Description provided by VisitMexico.com
The Puerto Vallarta region is actually several destinations rolled into one, each with its own character and charm. The River Cuale divides the town into north and south. On the southern end is the quaint Romantic Zone where Playa Los Muertos attracts sun worshippers to its golden sand and countless beach bars. Further south, the seaside villages of Boca de Tomatlan and Mismaloya where The Night of the Iguana was filmed beckon. North of the river, the Old Town meanders uphill to Gringo Gulch and along the bay where you’ll find the Plaza de Armas (main square) and Los Arcos amphitheatre where daily free performances draw crowds.
Puerto Vallarta’s renowned Malecón (seaside promenade) runs from the Romantic Zone to the start of the Hotel Zone. Here you’ll find a collection of sculptures, including the town’s iconic seahorse.
Further north are the Hotel Zone and Marina where many resorts and restaurants are located. Traverse a modern bridge and you move from the State of Jalisco into Nayarit, home to the rapidly developing Riviera Nayarit with charming towns such as Bucerias and Sayulita and a host of resorts.
More than 3.7 million visitors flock to Puerto Vallarta each year. Many American and Canadian snowbirds make it their home-away-from home, winter after winter. Several become so smitten with Vallarta’s ideal climate, they invest in real estate and businesses here. Puerto Vallarta enjoys a tropical climate and during the sunny dry season, from November to May, daytime temperatures hover at 27˚ to 30˚ C (80˚ to 85˚F) with virtually no rain. At night, the temperature drops to 16˚ to 18˚ C (55˚ to 65˚F), which is ideal for sleeping, but you may want to pack a shawl or light jacket. The hotter, humid rainy season lasts from June to October.

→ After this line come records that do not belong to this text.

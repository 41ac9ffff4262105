//! Download progress aggregation
//!
//! The engine reports downloads per file basename. This module maps those
//! basenames back to the pending packages they belong to, reports one
//! "downloading"/"finished" pair per package and folds per-file progress
//! into an overall percentage for the batch.

use std::path::PathBuf;
use std::sync::Arc;

use pkbridge_events::EventEmitter;
use pkbridge_types::{InfoKind, PackageRef, Status};

/// Sub and overall percentages derived from one progress callback
#[derive(Debug, Clone, Copy, PartialEq, Eq)]
pub struct DownloadProgress {
    pub sub: u32,
    pub overall: u32,
}

#[derive(Debug, Default)]
pub struct DownloadAggregator {
    current: Option<PackageRef>,
    files: Option<Vec<String>>,
    /// Bytes (or files, for database batches) finished before the current file
    completed: i64,
    /// Size of the batch; negative for database batches, where it counts files
    total: i64,
    pending: Vec<PackageRef>,
    use_delta: bool,
    /// Destination directory when file lists are collected
    collect_into: Option<PathBuf>,
}

impl DownloadAggregator {
    #[must_use]
    pub fn new(use_delta: bool, collect_into: Option<PathBuf>) -> Self {
        Self {
            use_delta,
            collect_into,
            ..Self::default()
        }
    }

    /// Packages that downloads may belong to
    pub fn set_pending(&mut self, packages: Vec<PackageRef>) {
        self.pending = packages;
    }

    #[must_use]
    pub fn current(&self) -> Option<&PackageRef> {
        self.current.as_ref()
    }

    /// Start of a new download batch
    pub fn on_total_size<E: EventEmitter + ?Sized>(&mut self, total: i64, sink: &E) {
        if self.total > 0 && self.current.is_some() {
            self.end_package(sink);
        }

        self.completed = 0;
        self.total = total;
    }

    /// Progress for one file; returns the percentages that were reported
    pub fn on_file_progress<E: EventEmitter + ?Sized>(
        &mut self,
        basename: &str,
        completed: i64,
        total: i64,
        sink: &E,
    ) -> Option<DownloadProgress> {
        if completed > total {
            tracing::warn!(basename, completed, total, "download progress beyond file size");
            return None;
        }

        let (mut completed, mut total) = (completed, total);
        let sub = if total > 0 { completed * 100 / total } else { 0 };

        let overall = if self.total > 0 {
            (self.completed + completed) * 100 / self.total
        } else if self.total < 0 {
            // database files: the batch total counts files, not bytes
            let overall = (self.completed * 100 + sub) / -self.total;
            if completed == total {
                completed = 1;
                total = 1;
            } else {
                completed = total + 1;
            }
            overall
        } else {
            100
        };

        if completed == 0 {
            tracing::debug!(basename, "downloading file");
            sink.emit_status(Status::Download);
            self.start_file(basename, sink);
        } else if completed == total {
            self.completed += completed;
        }

        let progress = DownloadProgress {
            sub: to_percent(sub),
            overall: to_percent(overall),
        };
        sink.emit_sub_percentage(progress.sub);
        sink.emit_percentage(progress.overall);
        Some(progress)
    }

    /// Finalize a package that is still downloading
    pub fn finish<E: EventEmitter + ?Sized>(&mut self, sink: &E) {
        if self.current.is_some() {
            self.end_package(sink);
        }
    }

    fn start_file<E: EventEmitter + ?Sized>(&mut self, basename: &str, sink: &E) {
        if let Some(current) = &self.current {
            if current.has_basename(basename, self.use_delta) {
                if let Some(path) = self.resolve_path(basename) {
                    if let Some(files) = &mut self.files {
                        files.push(path);
                    }
                }
                return;
            }
            self.end_package(sink);
        }

        let Some(package) = self
            .pending
            .iter()
            .find(|pkg| pkg.has_basename(basename, self.use_delta))
            .map(Arc::clone)
        else {
            return;
        };

        sink.emit_package(InfoKind::Downloading, package.package_id(), None);
        self.files = self.resolve_path(basename).map(|path| vec![path]);
        self.current = Some(package);
    }

    fn end_package<E: EventEmitter + ?Sized>(&mut self, sink: &E) {
        let Some(package) = self.current.take() else {
            return;
        };

        let package_id = package.package_id();
        sink.emit_package(InfoKind::Finished, package_id.clone(), None);

        if let Some(files) = self.files.take() {
            sink.emit_files(package_id, files.join(";"));
        }
    }

    fn resolve_path(&self, basename: &str) -> Option<String> {
        self.collect_into
            .as_ref()
            .map(|dir| dir.join(basename).display().to_string())
    }
}

fn to_percent(value: i64) -> u32 {
    u32::try_from(value.clamp(0, 100)).unwrap_or(100)
}

#[cfg(test)]
mod tests {
    use super::*;
    use pkbridge_events::{channel, EventReceiver, JobEvent};
    use pkbridge_types::Package;

    fn drain(rx: &mut EventReceiver) -> Vec<JobEvent> {
        let mut out = Vec::new();
        while let Ok(message) = rx.try_recv() {
            out.push(message.event);
        }
        out
    }

    fn pkg(name: &str) -> PackageRef {
        Package::new(name, "1.0-1")
            .with_arch("x86_64")
            .with_repository("extra")
            .with_filename(format!("{name}-1.0-1-x86_64.pkg.tar.zst"))
            .into_ref()
    }

    #[test]
    fn test_package_download_reports_files() {
        let (tx, mut rx) = channel();
        let mut downloads = DownloadAggregator::new(false, Some(PathBuf::from("/tmp/dl")));
        downloads.set_pending(vec![pkg("foo")]);

        downloads.on_total_size(100, &tx);
        downloads.on_file_progress("foo-1.0-1-x86_64.pkg.tar.zst", 0, 100, &tx);
        let last = downloads
            .on_file_progress("foo-1.0-1-x86_64.pkg.tar.zst", 100, 100, &tx)
            .unwrap();
        assert_eq!(last, DownloadProgress { sub: 100, overall: 100 });

        downloads.finish(&tx);
        let events = drain(&mut rx);

        assert!(events.contains(&JobEvent::StatusChanged {
            status: Status::Download
        }));
        assert!(events.contains(&JobEvent::Files {
            package_id: "foo;1.0-1;x86_64;extra".to_string(),
            files: "/tmp/dl/foo-1.0-1-x86_64.pkg.tar.zst".to_string(),
        }));
        let finished = events
            .iter()
            .filter(|e| matches!(e, JobEvent::Package { info: InfoKind::Finished, .. }))
            .count();
        assert_eq!(finished, 1);

        // finish is idempotent
        downloads.finish(&tx);
        assert!(drain(&mut rx).is_empty());
    }

    #[test]
    fn test_switching_package_finalizes_previous() {
        let (tx, mut rx) = channel();
        let mut downloads = DownloadAggregator::new(false, None);
        downloads.set_pending(vec![pkg("foo"), pkg("bar")]);

        downloads.on_total_size(200, &tx);
        downloads.on_file_progress("foo-1.0-1-x86_64.pkg.tar.zst", 0, 100, &tx);
        downloads.on_file_progress("foo-1.0-1-x86_64.pkg.tar.zst", 100, 100, &tx);
        downloads.on_file_progress("bar-1.0-1-x86_64.pkg.tar.zst", 0, 100, &tx);

        let infos: Vec<(String, InfoKind)> = drain(&mut rx)
            .into_iter()
            .filter_map(|e| match e {
                JobEvent::Package {
                    package_id, info, ..
                } => Some((package_id, info)),
                _ => None,
            })
            .collect();

        assert_eq!(
            infos,
            vec![
                ("foo;1.0-1;x86_64;extra".to_string(), InfoKind::Downloading),
                ("foo;1.0-1;x86_64;extra".to_string(), InfoKind::Finished),
                ("bar;1.0-1;x86_64;extra".to_string(), InfoKind::Downloading),
            ]
        );
        assert_eq!(downloads.current().map(|p| p.name.as_str()), Some("bar"));
    }

    #[test]
    fn test_delta_requires_opt_in() {
        let (tx, _rx) = channel();
        let package = Package::new("foo", "2")
            .with_filename("foo-2.pkg.tar.zst")
            .with_delta("foo-1_to_2.delta")
            .into_ref();

        let mut downloads = DownloadAggregator::new(false, None);
        downloads.set_pending(vec![Arc::clone(&package)]);
        downloads.on_total_size(10, &tx);
        downloads.on_file_progress("foo-1_to_2.delta", 0, 10, &tx);
        assert!(downloads.current().is_none());

        let mut downloads = DownloadAggregator::new(true, None);
        downloads.set_pending(vec![package]);
        downloads.on_total_size(10, &tx);
        downloads.on_file_progress("foo-1_to_2.delta", 0, 10, &tx);
        assert!(downloads.current().is_some());
    }

    #[test]
    fn test_database_batch_counts_files() {
        let (tx, _rx) = channel();
        let mut downloads = DownloadAggregator::new(false, None);
        downloads.on_total_size(-2, &tx);

        let p = downloads.on_file_progress("core.db", 0, 1000, &tx).unwrap();
        assert_eq!(p.overall, 0);
        let p = downloads.on_file_progress("core.db", 500, 1000, &tx).unwrap();
        assert_eq!(p.overall, 25);
        let p = downloads.on_file_progress("core.db", 1000, 1000, &tx).unwrap();
        assert_eq!(p.overall, 50);
        let p = downloads.on_file_progress("extra.db", 0, 2000, &tx).unwrap();
        assert_eq!(p.overall, 50);
        let p = downloads.on_file_progress("extra.db", 2000, 2000, &tx).unwrap();
        assert_eq!(p.overall, 100);
    }

    #[test]
    fn test_no_batch_reports_complete() {
        let (tx, _rx) = channel();
        let mut downloads = DownloadAggregator::new(false, None);
        let p = downloads.on_file_progress("x", 5, 10, &tx).unwrap();
        assert_eq!(p, DownloadProgress { sub: 50, overall: 100 });
        assert!(downloads.on_file_progress("x", 11, 10, &tx).is_none());
    }

    #[test]
    fn test_empty_file_has_zero_sub_percentage() {
        let (tx, _rx) = channel();
        let mut downloads = DownloadAggregator::new(false, None);
        downloads.on_total_size(100, &tx);

        let p = downloads.on_file_progress("empty", 0, 0, &tx).unwrap();
        assert_eq!(p, DownloadProgress { sub: 0, overall: 0 });

        downloads.on_total_size(-2, &tx);
        let p = downloads.on_file_progress("empty.db", 0, 0, &tx).unwrap();
        assert_eq!(p, DownloadProgress { sub: 0, overall: 0 });
    }
}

Sharing the same latitude as the Hawaiian Islands, Puerto Vallarta sits in the middle of the Bay of Banderas, Mexico’s largest bay, measuring 42 km (26 miles) from tip to tip. North of the city of Puerto Vallarta, the Ameca River forms a natural boundary between Jalisco and the state of Nayarit where newer resorts and developments form the Riviera Nayarit.
Once you get away from the beach, Puerto Vallarta’s hilly cobblestone streets merge into the green foothills of the Sierra Madre Mountains. The Cuale River, which divides Puerto Vallarta in half, flows down from the mountains and empties into the Pacific.
Today, Puerto Vallarta reigns as one of Mexico’s most popular destinations because of its great diversity and almost perfect climate. Along with golden beaches, mountains and jungles you’ll discover modern amenities and creature comforts. In short, Puerto Vallarta is a very simpatico and affordable paradise that will appeal to just about everyone.